**ASSIGNED TASK:**
Filter these records by the string "program", copying each line that holds it.

**EXTRACTED ENTRIES:**
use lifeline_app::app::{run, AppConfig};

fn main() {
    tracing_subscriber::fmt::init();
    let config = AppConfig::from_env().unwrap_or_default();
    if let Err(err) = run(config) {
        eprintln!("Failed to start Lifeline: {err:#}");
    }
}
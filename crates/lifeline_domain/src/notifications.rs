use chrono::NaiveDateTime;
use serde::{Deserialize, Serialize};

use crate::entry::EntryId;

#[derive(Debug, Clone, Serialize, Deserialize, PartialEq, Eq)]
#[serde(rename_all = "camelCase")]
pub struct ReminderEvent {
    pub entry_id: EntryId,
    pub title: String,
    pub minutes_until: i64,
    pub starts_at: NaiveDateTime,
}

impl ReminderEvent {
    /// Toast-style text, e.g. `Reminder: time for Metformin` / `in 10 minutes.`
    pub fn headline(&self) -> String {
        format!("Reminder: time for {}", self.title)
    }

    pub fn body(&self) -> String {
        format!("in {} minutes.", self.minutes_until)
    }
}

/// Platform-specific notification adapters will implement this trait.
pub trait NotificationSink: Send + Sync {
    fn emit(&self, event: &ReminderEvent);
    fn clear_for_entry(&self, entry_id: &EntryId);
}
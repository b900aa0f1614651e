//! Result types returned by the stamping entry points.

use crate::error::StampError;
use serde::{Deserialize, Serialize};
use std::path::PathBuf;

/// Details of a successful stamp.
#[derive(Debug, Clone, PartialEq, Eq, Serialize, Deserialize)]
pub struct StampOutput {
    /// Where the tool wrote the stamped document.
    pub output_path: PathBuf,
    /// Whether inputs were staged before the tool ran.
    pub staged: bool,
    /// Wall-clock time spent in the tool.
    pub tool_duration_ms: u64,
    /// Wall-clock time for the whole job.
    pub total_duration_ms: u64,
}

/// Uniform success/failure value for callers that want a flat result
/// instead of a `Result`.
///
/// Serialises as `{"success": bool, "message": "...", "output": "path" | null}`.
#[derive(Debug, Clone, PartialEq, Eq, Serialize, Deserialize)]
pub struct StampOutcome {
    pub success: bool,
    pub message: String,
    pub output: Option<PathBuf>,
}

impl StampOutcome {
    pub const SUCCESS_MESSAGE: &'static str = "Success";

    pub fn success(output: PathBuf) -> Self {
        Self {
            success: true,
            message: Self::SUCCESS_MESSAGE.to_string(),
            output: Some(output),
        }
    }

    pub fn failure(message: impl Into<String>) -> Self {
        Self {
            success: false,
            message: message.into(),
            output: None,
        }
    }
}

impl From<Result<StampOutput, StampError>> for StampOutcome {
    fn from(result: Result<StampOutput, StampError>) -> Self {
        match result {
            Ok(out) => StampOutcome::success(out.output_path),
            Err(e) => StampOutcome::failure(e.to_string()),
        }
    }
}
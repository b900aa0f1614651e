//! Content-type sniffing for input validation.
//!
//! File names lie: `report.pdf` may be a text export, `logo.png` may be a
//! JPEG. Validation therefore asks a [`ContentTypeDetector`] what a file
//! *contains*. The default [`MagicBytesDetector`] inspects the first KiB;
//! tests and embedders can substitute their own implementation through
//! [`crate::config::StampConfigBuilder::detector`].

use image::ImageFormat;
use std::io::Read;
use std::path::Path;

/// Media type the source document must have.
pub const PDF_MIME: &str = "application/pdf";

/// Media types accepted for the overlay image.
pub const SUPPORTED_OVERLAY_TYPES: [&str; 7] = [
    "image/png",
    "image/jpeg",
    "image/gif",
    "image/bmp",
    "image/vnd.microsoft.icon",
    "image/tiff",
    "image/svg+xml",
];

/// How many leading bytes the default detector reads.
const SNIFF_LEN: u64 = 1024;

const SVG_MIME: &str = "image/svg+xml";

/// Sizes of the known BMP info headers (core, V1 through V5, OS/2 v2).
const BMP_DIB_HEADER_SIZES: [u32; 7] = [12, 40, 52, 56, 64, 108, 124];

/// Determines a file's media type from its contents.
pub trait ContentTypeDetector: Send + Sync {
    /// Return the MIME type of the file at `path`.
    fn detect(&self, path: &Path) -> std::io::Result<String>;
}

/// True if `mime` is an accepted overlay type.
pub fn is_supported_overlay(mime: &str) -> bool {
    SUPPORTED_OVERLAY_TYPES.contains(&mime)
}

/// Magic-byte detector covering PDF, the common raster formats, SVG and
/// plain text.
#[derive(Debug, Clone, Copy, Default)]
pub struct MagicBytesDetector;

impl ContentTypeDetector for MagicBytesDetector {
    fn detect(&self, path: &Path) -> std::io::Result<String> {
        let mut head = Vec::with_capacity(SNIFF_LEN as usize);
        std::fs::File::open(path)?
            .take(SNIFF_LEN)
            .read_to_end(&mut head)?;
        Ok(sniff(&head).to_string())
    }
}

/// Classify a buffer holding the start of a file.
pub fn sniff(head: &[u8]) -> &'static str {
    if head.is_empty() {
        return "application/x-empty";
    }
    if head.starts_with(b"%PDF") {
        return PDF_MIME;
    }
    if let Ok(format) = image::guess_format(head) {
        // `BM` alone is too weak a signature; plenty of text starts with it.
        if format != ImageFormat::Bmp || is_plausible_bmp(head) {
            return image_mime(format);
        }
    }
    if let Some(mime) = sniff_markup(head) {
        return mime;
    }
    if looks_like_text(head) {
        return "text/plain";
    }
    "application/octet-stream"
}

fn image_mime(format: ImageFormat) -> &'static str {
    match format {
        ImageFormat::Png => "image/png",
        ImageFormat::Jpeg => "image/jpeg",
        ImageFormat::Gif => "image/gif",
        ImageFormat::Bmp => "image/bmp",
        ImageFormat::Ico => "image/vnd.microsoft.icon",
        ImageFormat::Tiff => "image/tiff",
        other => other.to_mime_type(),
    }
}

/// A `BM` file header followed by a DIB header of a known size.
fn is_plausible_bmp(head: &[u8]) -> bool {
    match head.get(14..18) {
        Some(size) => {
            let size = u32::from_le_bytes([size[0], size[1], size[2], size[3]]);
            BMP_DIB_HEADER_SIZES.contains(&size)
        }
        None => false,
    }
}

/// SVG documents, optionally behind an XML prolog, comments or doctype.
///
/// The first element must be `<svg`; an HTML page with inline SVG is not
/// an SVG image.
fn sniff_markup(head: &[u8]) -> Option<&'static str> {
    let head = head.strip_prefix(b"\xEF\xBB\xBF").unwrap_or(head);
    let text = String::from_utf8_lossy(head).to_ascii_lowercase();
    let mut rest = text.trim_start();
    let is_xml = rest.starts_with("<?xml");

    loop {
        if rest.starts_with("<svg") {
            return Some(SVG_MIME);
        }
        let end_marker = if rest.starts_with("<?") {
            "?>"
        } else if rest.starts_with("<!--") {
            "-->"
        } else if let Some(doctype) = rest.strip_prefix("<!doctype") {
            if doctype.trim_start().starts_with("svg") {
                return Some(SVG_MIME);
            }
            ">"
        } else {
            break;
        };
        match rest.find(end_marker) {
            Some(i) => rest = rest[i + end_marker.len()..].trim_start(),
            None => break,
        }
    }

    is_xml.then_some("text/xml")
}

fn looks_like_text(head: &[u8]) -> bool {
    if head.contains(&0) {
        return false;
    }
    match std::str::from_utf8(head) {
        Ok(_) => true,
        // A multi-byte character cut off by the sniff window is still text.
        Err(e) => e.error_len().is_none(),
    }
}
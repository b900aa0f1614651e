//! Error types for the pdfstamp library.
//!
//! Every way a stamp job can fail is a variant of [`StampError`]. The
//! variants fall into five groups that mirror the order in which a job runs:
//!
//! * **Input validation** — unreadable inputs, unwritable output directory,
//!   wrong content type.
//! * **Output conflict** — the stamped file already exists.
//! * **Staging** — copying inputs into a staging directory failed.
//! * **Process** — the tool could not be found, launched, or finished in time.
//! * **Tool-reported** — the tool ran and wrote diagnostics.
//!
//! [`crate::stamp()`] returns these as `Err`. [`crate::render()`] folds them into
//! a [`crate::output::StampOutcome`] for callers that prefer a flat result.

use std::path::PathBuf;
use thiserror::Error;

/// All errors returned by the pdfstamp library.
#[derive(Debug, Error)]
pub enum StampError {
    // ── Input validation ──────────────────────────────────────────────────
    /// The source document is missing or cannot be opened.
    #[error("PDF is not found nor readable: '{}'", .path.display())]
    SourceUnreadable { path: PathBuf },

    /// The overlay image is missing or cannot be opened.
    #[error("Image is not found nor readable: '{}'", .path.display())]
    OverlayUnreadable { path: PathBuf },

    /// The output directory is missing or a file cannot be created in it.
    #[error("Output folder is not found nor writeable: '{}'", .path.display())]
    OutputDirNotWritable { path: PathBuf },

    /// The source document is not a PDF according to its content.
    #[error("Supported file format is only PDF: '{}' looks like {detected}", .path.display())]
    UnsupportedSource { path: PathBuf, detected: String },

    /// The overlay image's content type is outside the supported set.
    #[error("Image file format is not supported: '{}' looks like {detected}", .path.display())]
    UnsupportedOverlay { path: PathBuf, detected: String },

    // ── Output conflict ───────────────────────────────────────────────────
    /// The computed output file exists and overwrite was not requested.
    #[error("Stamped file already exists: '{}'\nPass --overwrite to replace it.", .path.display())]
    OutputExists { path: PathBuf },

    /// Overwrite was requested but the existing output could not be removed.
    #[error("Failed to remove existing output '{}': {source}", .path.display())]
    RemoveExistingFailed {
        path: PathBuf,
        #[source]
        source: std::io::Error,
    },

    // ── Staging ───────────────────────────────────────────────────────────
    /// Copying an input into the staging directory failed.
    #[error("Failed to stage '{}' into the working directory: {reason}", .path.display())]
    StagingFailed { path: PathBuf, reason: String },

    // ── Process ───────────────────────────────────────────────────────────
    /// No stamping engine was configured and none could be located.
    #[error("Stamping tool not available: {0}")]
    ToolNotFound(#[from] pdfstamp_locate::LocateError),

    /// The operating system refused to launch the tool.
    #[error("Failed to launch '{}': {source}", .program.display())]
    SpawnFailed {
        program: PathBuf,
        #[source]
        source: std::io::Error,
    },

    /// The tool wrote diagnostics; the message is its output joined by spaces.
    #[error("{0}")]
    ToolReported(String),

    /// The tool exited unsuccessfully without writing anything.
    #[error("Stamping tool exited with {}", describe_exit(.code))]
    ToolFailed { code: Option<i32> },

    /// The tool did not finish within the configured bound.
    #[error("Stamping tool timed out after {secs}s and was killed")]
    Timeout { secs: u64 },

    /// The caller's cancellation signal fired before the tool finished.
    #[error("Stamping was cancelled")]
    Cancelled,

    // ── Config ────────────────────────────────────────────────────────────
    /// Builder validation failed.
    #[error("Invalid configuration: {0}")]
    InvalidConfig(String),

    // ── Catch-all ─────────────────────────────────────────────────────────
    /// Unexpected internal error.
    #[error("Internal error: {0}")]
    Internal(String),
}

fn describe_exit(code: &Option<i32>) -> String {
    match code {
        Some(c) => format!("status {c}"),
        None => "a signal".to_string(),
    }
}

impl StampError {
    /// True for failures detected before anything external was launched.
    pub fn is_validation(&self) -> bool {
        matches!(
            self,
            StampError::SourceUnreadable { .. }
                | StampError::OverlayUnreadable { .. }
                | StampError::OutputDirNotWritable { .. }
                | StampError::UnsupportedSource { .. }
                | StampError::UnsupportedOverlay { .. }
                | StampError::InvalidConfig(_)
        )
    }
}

**RESPONSE:**
    #[error("Failed to launch '{}': {source}", .program.display())]
        program: PathBuf,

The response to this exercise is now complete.